His specialism is built on an extensive archaeological portfolio spanning commercial, university, and museum-led archaeological field projects across several countries since 2003. As Research Associate within this project, Alistair will be conducting analyses of textiles from Nubia, excavated during the 1960s, that currently reside in Sweden. This will complement ongoing research he is carrying out on the textiles associated with the Nubian C-Group and Pan-Grave contexts at Hierakonpolis (Egypt). 

Postdoc Lucy-Anne Skinner

Dr. Skinner is an archaeological leather specialist with a background in archaeological conservation. She recently completed a PhD based on ancient Egyptian and Nubian leather technology - focusing on animal provenance and hide/skin selection.

Lucy's primary focus within the Fashioning Sudan project will be the documentation and investigation of garments and adornments made from animal skins by ancient Nubians of different temporal and spatial origin; looking at animal provenance, processing and colouring techniques.

In the latter stages of the postdoc, knowledge gained through analysis and investigation will be applied to practicing experiential skin processing to recreate ancient Nubian-style leather and garment reconstructions.

Helene Forum Winther

While pursuing her Master's in Prehistoric Archaeology at the University of Copenhagen, Helene joined Fashioning Sudan as an intern. She will explore methods of data management, sampling and analysis of burial material with an emphasis on textiles and objects related to the body during this internship. She will finish by writing her Master's thesis after completing her internship
Helene's focus will be on the medieval period or around the introduction of Christianity. In order to better understand Nubian culture, religion and materiality as well as the entanglements of personal, social and structural expressions, her focus will be on late Nubian burial material.

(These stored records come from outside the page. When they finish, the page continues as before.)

//! Export/import of the occupied-cell list as JSON.
//!
//! The format is a JSON array of `{"key": "x,y,z", "type": "<BlockKind>"}`
//! records, one per occupied cell, in insertion order:
//!
//! ```json
//! [
//!   { "key": "0,0,0", "type": "Grass" }
//! ]
//! ```

use serde::{Deserialize, Serialize};
use serde_json::Value;
use thiserror::Error;

use super::block::BlockKind;
use super::coord::{Coordinate, KeyError};
use super::grid::Grid;

/// One occupied cell in serialized form
#[derive(Debug, Clone, PartialEq, Eq, Serialize, Deserialize)]
pub struct VoxelRecord {
    pub key: String,
    #[serde(rename = "type")]
    pub kind: BlockKind,
}

impl VoxelRecord {
    pub fn new(coord: Coordinate, kind: BlockKind) -> Self {
        Self {
            key: coord.to_key(),
            kind,
        }
    }
}

/// Why an import was rejected
#[derive(Debug, Error)]
pub enum ImportError {
    #[error("not valid JSON: {0}")]
    NotJson(#[source] serde_json::Error),

    #[error("expected a JSON array of records")]
    NotSequence,

    #[error("entry {index}: {source}")]
    InvalidEntry {
        index: usize,
        #[source]
        source: serde_json::Error,
    },

    #[error("entry {index}: malformed key {key:?}: {source}")]
    BadKey {
        index: usize,
        key: String,
        #[source]
        source: KeyError,
    },
}

/// Records for every occupied cell, in grid iteration order
pub fn export_records(grid: &Grid) -> Vec<VoxelRecord> {
    grid.iter()
        .map(|(coord, kind)| VoxelRecord::new(coord, kind))
        .collect()
}

/// Serialize records as JSON text
pub fn records_to_json(records: &[VoxelRecord], pretty: bool) -> String {
    let result = if pretty {
        serde_json::to_string_pretty(records)
    } else {
        serde_json::to_string(records)
    };
    // Plain structs of strings and unit enums always serialize
    result.unwrap_or_else(|_| String::from("[]"))
}

/// Build a grid from decoded records.
///
/// A key repeated later in the list overrides the earlier kind but keeps
/// the earlier position.
pub fn grid_from_records(records: &[VoxelRecord]) -> Result<Grid, ImportError> {
    let mut grid = Grid::new();
    for (index, record) in records.iter().enumerate() {
        let coord = Coordinate::from_key(&record.key).map_err(|source| ImportError::BadKey {
            index,
            key: record.key.clone(),
            source,
        })?;
        grid.upsert(coord, record.kind);
    }
    Ok(grid)
}

/// Parse JSON text into records, validating structure and block kinds
pub fn parse_records(text: &str) -> Result<Vec<VoxelRecord>, ImportError> {
    let value: Value = serde_json::from_str(text).map_err(ImportError::NotJson)?;
    let Value::Array(entries) = value else {
        return Err(ImportError::NotSequence);
    };

    entries
        .into_iter()
        .enumerate()
        .map(|(index, entry)| {
            serde_json::from_value::<VoxelRecord>(entry)
                .map_err(|source| ImportError::InvalidEntry { index, source })
        })
        .collect()
}

/// Parse JSON text straight into a grid
pub fn parse_grid(text: &str) -> Result<Grid, ImportError> {
    grid_from_records(&parse_records(text)?)
}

Her interests cover a range of theoretical and methodological fields; Multidisciplinary research between the human and natural sciences, particularly between archaeology and biochemistry, and between history and archaeology; Theoretical perspectives of phenomenology, feminism, decolonization and new materialisms; Interpretations of material culture in relation to conceptions of the body and identity.

Sita Rosenbjerg Østergaard

A master student at the Royal Danish Academy, Institute of Conservation. During her studies, Sita has acquired knowledge about the preservation of archaeological and historic textiles – including the composition and properties, deterioration in different environments and identification.

Her bachelor project was a case study of a traditional Greenlandic shirt (anorak) regarding its permanent display. She used FT-IR spectroscopy and microscopy to identify the textile's fibers.

Sita will be working on the characterization of a sample set of animal fibers retrieved from archaeological fabrics as part of the Fashioning Sudan project. In order to identify the animal species, she also plans to use SEM and transmitted light microscopy to investigate the fibers. Sita also intends to assess the state of the fibers from Sudan's arid environment.

Rayan Alhag

Rayan Osman Ahmed Alhag

A project coordinator and graphic designer. Rayan Alhag has worked as the coordinator for "Turath, Archeology connects", a pilot project for Sudan's national museum's first audio guide, for a duration of 3 years. The project was funded by the EU and led by the Regional French Institute in Sudan.

In her role in Fashioning Sudan, Rayan will be responsible for coordinating the general activities of the project and providing support to team members as required. With her graphic design skills, she will generate graphs and design visual materials. She will also provide editorial assistance for editing articles and books, as well as layout and figures. Additionally, Rayan will manage the project's social media accounts and website, and translate content to and from Arabic.